Saved data entries:
=== Section Start ===
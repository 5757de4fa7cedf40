//! Error types for DAQmx operations.
//!
//! Every negative driver status becomes a [`DaqError`]. The error carries the
//! vendor status code, the extended error text the driver reported, and,
//! where it applies, the task name and the number of samples transferred
//! before the failure.

use std::fmt;
use thiserror::Error;

/// Result type alias for DAQmx operations.
pub type Result<T> = std::result::Result<T, DaqError>;

/// Vendor status codes used by this crate.
///
/// The driver defines several thousand codes; only the ones the binding
/// produces or inspects itself are listed here.
pub mod error_codes {
    /// Generic failure without a more specific vendor code.
    pub const UNKNOWN: i32 = -1;
    /// Status returned when the task handle is not valid.
    pub const INVALID_TASK: i32 = -200088;
    /// Task name conflicts with an existing task.
    pub const DUPLICATE_TASK: i32 = -200089;
    /// Physical channel does not exist on the device.
    pub const PHYSICAL_CHAN_DOES_NOT_EXIST: i32 = -200170;
    /// Device identifier is not known to the driver.
    pub const INVALID_DEVICE_ID: i32 = -200220;
    /// Attribute value is not valid for this attribute.
    pub const INVALID_ATTRIBUTE_VALUE: i32 = -200077;
    /// Attribute is not supported by the task configuration.
    pub const ATTRIBUTE_NOT_SUPPORTED_IN_TASK_CONTEXT: i32 = -200452;
    /// Channel values disagree when read as a set.
    pub const ATTRIBUTE_INCONSISTENT_ACROSS_CHANNELS: i32 = -200657;
    /// Samples requested by a read are not yet available.
    pub const SAMPLES_NOT_YET_AVAILABLE: i32 = -200284;
    /// A blocking call did not complete before its timeout.
    pub const OPERATION_TIMED_OUT: i32 = -200474;
    /// `wait_until_done` timed out before the task finished.
    pub const WAIT_UNTIL_DONE_TIMED_OUT: i32 = -200560;
    /// Task has no channels.
    pub const NO_CHANS_IN_TASK: i32 = -200478;
    /// Read buffer is smaller than the requested transfer.
    pub const READ_BUFFER_TOO_SMALL: i32 = -200229;
    /// Write data does not match the number of channels in the task.
    pub const WRITE_NUM_CHANS_MISMATCH: i32 = -200524;
    /// Read was issued against a channel type it cannot serve.
    pub const READ_CHAN_TYPE_MISMATCH: i32 = -200525;
    /// Write was issued against a channel type it cannot serve.
    pub const WRITE_CHAN_TYPE_MISMATCH: i32 = -200526;
    /// Operation is undefined in the current task state.
    pub const INVALID_TASK_STATE: i32 = -200479;
    /// Watchdog timer has expired and must be cleared.
    pub const WATCHDOG_EXPIRED: i32 = -200644;
    /// Saved task name does not exist.
    pub const TASK_NOT_IN_DATA_NEIGHBORHOOD: i32 = -200323;
    /// Saved task already exists and overwrite was not requested.
    pub const TASK_ALREADY_SAVED: i32 = -200480;
    /// Entry point missing from the loaded driver version.
    pub const FUNCTION_NOT_SUPPORTED: i32 = -200197;
    /// Device does not support timestamps on this signal.
    pub const TIMESTAMP_NOT_SUPPORTED: i32 = -201401;
    /// Named channel is not part of the task.
    pub const CHAN_NOT_IN_TASK: i32 = -200486;
    /// Global channel name not found in the configuration store.
    pub const GLOBAL_CHAN_NOT_FOUND: i32 = -200489;
    /// Scalar read issued against a task with several channels.
    pub const READ_NUM_CHANS_MISMATCH: i32 = -200523;
    /// Attribute cannot be set or reset.
    pub const ATTRIBUTE_READ_ONLY: i32 = -200096;
    /// Channels in write data carry different sample counts.
    pub const NUM_SAMPS_WRONG: i32 = -200102;
    /// Every-N-samples event registration with a zero interval.
    pub const EVERY_N_SAMPLES_INVALID: i32 = -200878;
}

/// Category of a [`DaqError`].
#[derive(Debug, Clone, Copy, PartialEq, Eq, Hash)]
pub enum ErrorKind {
    /// Generic negative status from the driver.
    Driver,
    /// A read failed; samples acquired before the failure are recorded.
    Read,
    /// A write failed; samples generated before the failure are recorded.
    Write,
    /// The task was closed and its handle can no longer be used.
    InvalidHandle,
    /// The driver does not provide the requested entry point.
    FunctionNotSupported,
    /// The driver library could not be located.
    NotFound,
    /// The driver is present but the platform or build cannot use it.
    NotSupported,
    /// Data or arguments were rejected before any driver call.
    InvalidArgument,
    /// A property name is not part of the façade's property set.
    UnknownProperty,
    /// An event of this kind is already registered on the task.
    AlreadyRegistered,
    /// The remote session transport failed.
    Remote,
}

impl fmt::Display for ErrorKind {
    fn fmt(&self, f: &mut fmt::Formatter<'_>) -> fmt::Result {
        let label = match self {
            Self::Driver => "driver error",
            Self::Read => "read error",
            Self::Write => "write error",
            Self::InvalidHandle => "invalid handle",
            Self::FunctionNotSupported => "function not supported",
            Self::NotFound => "driver not found",
            Self::NotSupported => "driver not supported",
            Self::InvalidArgument => "invalid argument",
            Self::UnknownProperty => "unknown property",
            Self::AlreadyRegistered => "event already registered",
            Self::Remote => "remote session error",
        };
        f.write_str(label)
    }
}

/// Error reported by the driver or raised by the binding.
#[derive(Error, Debug, Clone, PartialEq)]
pub struct DaqError {
    kind: ErrorKind,
    code: i32,
    message: String,
    task_name: Option<String>,
    samples_transferred: Option<u32>,
}

impl fmt::Display for DaqError {
    fn fmt(&self, f: &mut fmt::Formatter<'_>) -> fmt::Result {
        write!(f, "{}", self.message)?;
        if let Some(task) = &self.task_name {
            write!(f, "\n\nTask Name: {task}")?;
        }
        if let Some(samples) = self.samples_transferred {
            write!(f, "\n\nSamples Transferred: {samples}")?;
        }
        write!(f, "\n\nStatus Code: {}", self.code)
    }
}

impl DaqError {
    /// Create an error of the given kind.
    pub fn new(kind: ErrorKind, code: i32, message: impl Into<String>) -> Self {
        Self {
            kind,
            code,
            message: message.into(),
            task_name: None,
            samples_transferred: None,
        }
    }

    /// Generic driver failure.
    pub fn driver(code: i32, message: impl Into<String>) -> Self {
        Self::new(ErrorKind::Driver, code, message)
    }

    /// Read failure with the number of samples per channel already read.
    pub fn read(code: i32, message: impl Into<String>, samples_read: u32) -> Self {
        Self::new(ErrorKind::Read, code, message).with_samples_transferred(samples_read)
    }

    /// Write failure with the number of samples per channel already written.
    pub fn write(code: i32, message: impl Into<String>, samples_written: u32) -> Self {
        Self::new(ErrorKind::Write, code, message).with_samples_transferred(samples_written)
    }

    /// Use of a task after it has been closed.
    pub fn invalid_handle(task_name: &str) -> Self {
        Self::new(
            ErrorKind::InvalidHandle,
            error_codes::INVALID_TASK,
            "Task has already been closed and its handle is no longer valid.",
        )
        .with_task_name(task_name)
    }

    /// Entry point not available in the active driver.
    pub fn function_not_supported(function: &str) -> Self {
        Self::new(
            ErrorKind::FunctionNotSupported,
            error_codes::FUNCTION_NOT_SUPPORTED,
            format!("The driver does not support the function {function}."),
        )
    }

    /// Argument rejected before reaching the driver.
    pub fn invalid_argument(code: i32, message: impl Into<String>) -> Self {
        Self::new(ErrorKind::InvalidArgument, code, message)
    }

    /// Property name not present in a façade's property set.
    pub fn unknown_property(group: &str, name: &str) -> Self {
        Self::new(
            ErrorKind::UnknownProperty,
            error_codes::UNKNOWN,
            format!("'{name}' is not a property of {group}."),
        )
    }

    /// Second registration of an event kind.
    pub fn already_registered(event: &str) -> Self {
        Self::new(
            ErrorKind::AlreadyRegistered,
            error_codes::UNKNOWN,
            format!("A {event} event is already registered. Unregister it before registering a new callback."),
        )
    }

    /// Transport-level failure in the remote-session adapter.
    pub fn remote(message: impl Into<String>) -> Self {
        Self::new(ErrorKind::Remote, error_codes::UNKNOWN, message)
    }

    /// Attach the task name for diagnostics.
    #[must_use]
    pub fn with_task_name(mut self, task_name: &str) -> Self {
        if !task_name.is_empty() {
            self.task_name = Some(task_name.to_string());
        }
        self
    }

    /// Attach the transferred sample count.
    #[must_use]
    pub fn with_samples_transferred(mut self, samples: u32) -> Self {
        self.samples_transferred = Some(samples);
        self
    }

    /// Reclassify a driver error as a read or write failure.
    #[must_use]
    pub(crate) fn into_kind(mut self, kind: ErrorKind) -> Self {
        if self.kind == ErrorKind::Driver {
            self.kind = kind;
        }
        self
    }

    /// Error category.
    pub fn kind(&self) -> ErrorKind {
        self.kind
    }

    /// Vendor status code.
    pub fn code(&self) -> i32 {
        self.code
    }

    /// Textual detail without the task name or code suffix.
    pub fn message(&self) -> &str {
        &self.message
    }

    /// Task the error was raised on, if known.
    pub fn task_name(&self) -> Option<&str> {
        self.task_name.as_deref()
    }

    /// Samples per channel transferred before a read or write failed.
    pub fn samples_transferred(&self) -> Option<u32> {
        self.samples_transferred
    }

    /// True for the two timeout statuses.
    pub fn is_timeout(&self) -> bool {
        matches!(
            self.code,
            error_codes::OPERATION_TIMED_OUT | error_codes::WAIT_UNTIL_DONE_TIMED_OUT
        )
    }
}

impl From<serde_json::Error> for DaqError {
    fn from(err: serde_json::Error) -> Self {
        DaqError::remote(format!("malformed session payload: {err}"))
    }
}

#[cfg(test)]
mod tests {
    use super::*;

    #[test]
    fn test_display_includes_task_and_code() {
        let err = DaqError::driver(error_codes::INVALID_TASK, "Task specified is invalid.")
            .with_task_name("ai_task");
        let text = err.to_string();
        assert!(text.starts_with("Task specified is invalid."));
        assert!(text.contains("Task Name: ai_task"));
        assert!(text.ends_with("Status Code: -200088"));
    }

    #[test]
    fn test_read_error_carries_samples() {
        let err = DaqError::read(error_codes::OPERATION_TIMED_OUT, "timed out", 42);
        assert_eq!(err.kind(), ErrorKind::Read);
        assert_eq!(err.samples_transferred(), Some(42));
        assert!(err.is_timeout());
    }

    #[test]
    fn test_into_kind_only_reclassifies_driver_errors() {
        let driver = DaqError::driver(-1, "x").into_kind(ErrorKind::Write);
        assert_eq!(driver.kind(), ErrorKind::Write);

        let handle = DaqError::invalid_handle("t").into_kind(ErrorKind::Write);
        assert_eq!(handle.kind(), ErrorKind::InvalidHandle);
    }

    #[test]
    fn test_empty_task_name_is_ignored() {
        let err = DaqError::driver(-1, "x").with_task_name("");
        assert_eq!(err.task_name(), None);
    }
}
=== Section End ===
**Work item:**
Whenever the string "specified" shows up in a line of the records, copy that line.

**Result of this exercise:**
        let err = DaqError::driver(error_codes::INVALID_TASK, "Task specified is invalid.")
        assert!(text.starts_with("Task specified is invalid."));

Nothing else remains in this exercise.